## EXERCISE
Please show all lines of the records that include "Result".

########################################

//! uiproof - scripted acceptance runs for hosted front-ends
//!
//! Drives a front-end, loaded from a local file or an HTTP origin, through an
//! ordered list of interactions. After each interaction it waits for the
//! expected UI state, captures screenshots, and stops on the first fatal
//! failure with the failing step and the last good screenshot.
//!
//! # Architecture
//!
//! - **Core**: Shared types, configuration, and error handling
//! - **Browser**: Remote-control trait, agent-browser transport, test page
//! - **Flow**: Conditions, waiter, actuator, capture, assertions, step runner
//! - **CLI**: Run summaries and `report.json`
//!
//! # Usage
//!
//! ```rust,no_run
//! use uiproof::browser::AgentBrowser;
//! use uiproof::core::{Config, Origin};
//! use uiproof::flow::{Scenario, StepRunner};
//!
//! #[tokio::main]
//! async fn main() -> uiproof::Result<()> {
//!     let config = Config::load();
//!     let origin = Origin::parse("http://localhost:8000")?;
//!     let runner = StepRunner::from_config(origin, &config.run);
//!     let report = runner
//!         .run(AgentBrowser::from_config(&config.browser), Scenario::preset_history().steps())
//!         .await;
//!     println!("{}", uiproof::cli::render("preset-history", &report));
//!     Ok(())
//! }
//! ```

pub mod browser;
pub mod cli;
pub mod core;
pub mod flow;

// Re-export commonly used items
pub use core::{Config, ErrorKind, Result, UiProofError};
pub use flow::{RunReport, RunStatus, Scenario, Step, StepRunner};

########################################

## SOLUTION TO THE PROBLEM
//! async fn main() -> uiproof::Result<()> {
pub use core::{Config, ErrorKind, Result, UiProofError};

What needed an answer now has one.